▶ Assignment
What is the number of lines in these records with "compound" in them? Answer with that number only.

#####

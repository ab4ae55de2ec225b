//! Read/write engine
//!
//! Resolves addresses to bit-precise regions of a tag image and moves
//! structured values in and out of them. Every write is a masked merge
//! followed by event evaluation over the touched bytes, both under the
//! tag's lock.

use crate::address::{Address, Segment};
use crate::codec::{decode_region, encode_region};
use crate::events::EventEngine;
use crate::store::{Tag, TagSlot, TagState};
use crate::types::{DataType, Result, TagError, TagHandle, TagValue};
use std::ops::Range;

/// A resolved region of a tag
#[derive(Debug, Clone, PartialEq)]
pub struct Handle {
    pub tag: TagHandle,
    /// First byte of the region within the tag image
    pub byte: usize,
    /// Bit within `byte` where the region starts (BOOL only)
    pub bit: u8,
    /// Number of elements
    pub count: u32,
    /// Element type
    pub data_type: DataType,
    /// Bytes spanned by the region
    pub size: usize,
}

impl Handle {
    /// Absolute bit offset of the region within the tag image
    pub fn bit_offset(&self) -> u64 {
        self.byte as u64 * 8 + self.bit as u64
    }

    pub fn byte_range(&self) -> Range<usize> {
        self.byte..self.byte + self.size
    }

    /// True if the region overlaps the given byte range
    pub fn intersects(&self, range: &Range<usize>) -> bool {
        self.byte < range.end && range.start < self.byte + self.size
    }
}

/// Stateless engine for addressing, reading and writing tag data
pub struct ReadWriteEngine;

impl ReadWriteEngine {
    /// Resolve an address into a region of `tag`
    ///
    /// A `count` of 0 selects the addressed element, or the whole array if
    /// the last segment was not an index. Otherwise `count` consecutive
    /// elements are selected starting at the addressed one.
    pub fn resolve(tag: &Tag, address: &Address, count: u32) -> Result<Handle> {
        let mut data_type = tag.data_type.clone();
        let mut elements = tag.count;
        let mut available = tag.count;
        let mut bit: u64 = 0;
        let mut indexed = false;
        let mut walked = tag.name.clone();

        for segment in &address.path {
            match segment {
                Segment::Index(i) => {
                    if *i >= elements {
                        return Err(TagError::OutOfRange(format!(
                            "index {} outside {}[{}]",
                            i, walked, elements
                        )));
                    }
                    bit += *i as u64 * data_type.element_bits();
                    available = elements - i;
                    elements = 1;
                    indexed = true;
                    walked.push_str(&format!("[{}]", i));
                }
                Segment::Member(name) => {
                    if elements > 1 {
                        return Err(TagError::TypeMismatch(format!(
                            "{} is an array; index it before selecting '{}'",
                            walked, name
                        )));
                    }
                    let compound = data_type.as_compound().cloned().ok_or_else(|| {
                        TagError::UnknownMember {
                            path: walked.clone(),
                            member: name.clone(),
                        }
                    })?;
                    let member = compound.member(name).ok_or_else(|| TagError::UnknownMember {
                        path: walked.clone(),
                        member: name.clone(),
                    })?;
                    bit += member.bit_offset;
                    data_type = member.data_type.clone();
                    elements = member.count;
                    available = member.count;
                    indexed = false;
                    walked.push('.');
                    walked.push_str(name);
                }
            }
        }

        let count = match count {
            0 if indexed => 1,
            0 => elements,
            n if n > available => {
                return Err(TagError::OutOfRange(format!(
                    "{} elements requested from {}, only {} available",
                    n, walked, available
                )))
            }
            n => n,
        };

        let byte = (bit / 8) as usize;
        let bit = (bit % 8) as u8;
        let size = (bit as u64 + data_type.element_bits() * count as u64).div_ceil(8) as usize;

        Ok(Handle {
            tag: tag.handle,
            byte,
            bit,
            count,
            data_type,
            size,
        })
    }

    /// Decode the region described by `handle`
    pub(crate) fn read(slot: &TagSlot, handle: &Handle) -> Result<TagValue> {
        check_handle(&slot.tag, handle)?;
        let state = slot.state.lock();
        Ok(Self::decode(&state.data, handle))
    }

    pub(crate) fn decode(image: &[u8], handle: &Handle) -> TagValue {
        decode_region(image, handle.bit_offset(), &handle.data_type, handle.count)
    }

    /// Write a structured value into the region described by `handle`
    ///
    /// The value is encoded completely before the tag is locked, so an
    /// encoding error leaves the tag untouched.
    pub(crate) fn write(slot: &TagSlot, handle: &Handle, value: &TagValue) -> Result<()> {
        check_handle(&slot.tag, handle)?;
        let (data, mask) = Self::encode(handle, value)?;
        let mut state = slot.state.lock();
        Self::commit(&slot.tag, &mut state, handle.byte, &data, Some(&mask));
        Ok(())
    }

    fn encode(handle: &Handle, value: &TagValue) -> Result<(Vec<u8>, Vec<u8>)> {
        let mut data = vec![0u8; handle.size];
        let mut mask = vec![0u8; handle.size];
        encode_region(
            value,
            &handle.data_type,
            handle.count,
            handle.bit as u64,
            &mut data,
            &mut mask,
        )?;
        Ok((data, mask))
    }

    /// Read-modify-write of a region under a single lock acquisition
    pub(crate) fn modify<F>(slot: &TagSlot, handle: &Handle, update: F) -> Result<TagValue>
    where
        F: FnOnce(&TagValue) -> TagValue,
    {
        check_handle(&slot.tag, handle)?;
        let mut state = slot.state.lock();
        let current = Self::decode(&state.data, handle);
        let next = update(&current);
        let (data, mask) = Self::encode(handle, &next)?;
        Self::commit(&slot.tag, &mut state, handle.byte, &data, Some(&mask));
        Ok(next)
    }

    /// Copy raw bytes out of a tag image
    pub(crate) fn read_bytes(slot: &TagSlot, offset: usize, len: usize) -> Result<Vec<u8>> {
        check_bounds(&slot.tag, offset, len)?;
        let state = slot.state.lock();
        Ok(state.data[offset..offset + len].to_vec())
    }

    /// Write raw bytes, optionally limited to the bits set in `mask`
    pub(crate) fn mask_write(
        slot: &TagSlot,
        offset: usize,
        data: &[u8],
        mask: Option<&[u8]>,
    ) -> Result<()> {
        if let Some(mask) = mask {
            if mask.len() != data.len() {
                return Err(TagError::InvalidArgument(format!(
                    "mask length {} does not match data length {}",
                    mask.len(),
                    data.len()
                )));
            }
        }
        check_bounds(&slot.tag, offset, data.len())?;
        let mut state = slot.state.lock();
        Self::commit(&slot.tag, &mut state, offset, data, mask);
        Ok(())
    }

    /// Merge `data` into the locked image and evaluate events on the bytes
    /// whose mask is non-zero
    fn commit(tag: &Tag, state: &mut TagState, offset: usize, data: &[u8], mask: Option<&[u8]>) {
        let mut touched: Option<Range<usize>> = None;

        for (i, byte) in data.iter().enumerate() {
            let m = mask.map_or(0xFF, |m| m[i]);
            if m == 0 {
                continue;
            }
            let pos = offset + i;
            state.data[pos] = (byte & m) | (state.data[pos] & !m);
            touched = Some(match touched {
                Some(range) => range.start..pos + 1,
                None => pos..pos + 1,
            });
        }

        match touched {
            Some(range) => {
                log::trace!("Write to {} touched bytes {:?}", tag.name, range);
                EventEngine::evaluate(tag, state, &range);
            }
            None => log::trace!("Write to {} had an empty mask", tag.name),
        }
    }
}

/// Reject a handle that was not resolved against `tag`
///
/// Handles are plain values and may come back from another tag or store, so
/// the region must lie inside the image and agree with its own element type.
fn check_handle(tag: &Tag, handle: &Handle) -> Result<()> {
    if handle.tag != tag.handle {
        return Err(TagError::InvalidArgument(format!(
            "handle for tag {} used on {} ({})",
            handle.tag, tag.name, tag.handle
        )));
    }
    let bits = handle.data_type.element_bits() * handle.count as u64;
    let expected = (handle.bit as u64 + bits).div_ceil(8);
    if handle.bit > 7 || handle.count == 0 || handle.size as u64 != expected {
        return Err(TagError::InvalidArgument(format!(
            "malformed handle on {}: bit {}, {} x {} in {} bytes",
            tag.name, handle.bit, handle.count, handle.data_type, handle.size
        )));
    }
    check_bounds(tag, handle.byte, handle.size)
}

fn check_bounds(tag: &Tag, offset: usize, len: usize) -> Result<()> {
    if offset.checked_add(len).map_or(true, |end| end > tag.size) {
        return Err(TagError::OutOfRange(format!(
            "{} bytes at offset {} exceed {} ({} bytes)",
            len, offset, tag.name, tag.size
        )));
    }
    Ok(())
}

#####

▶ Answer to this task
2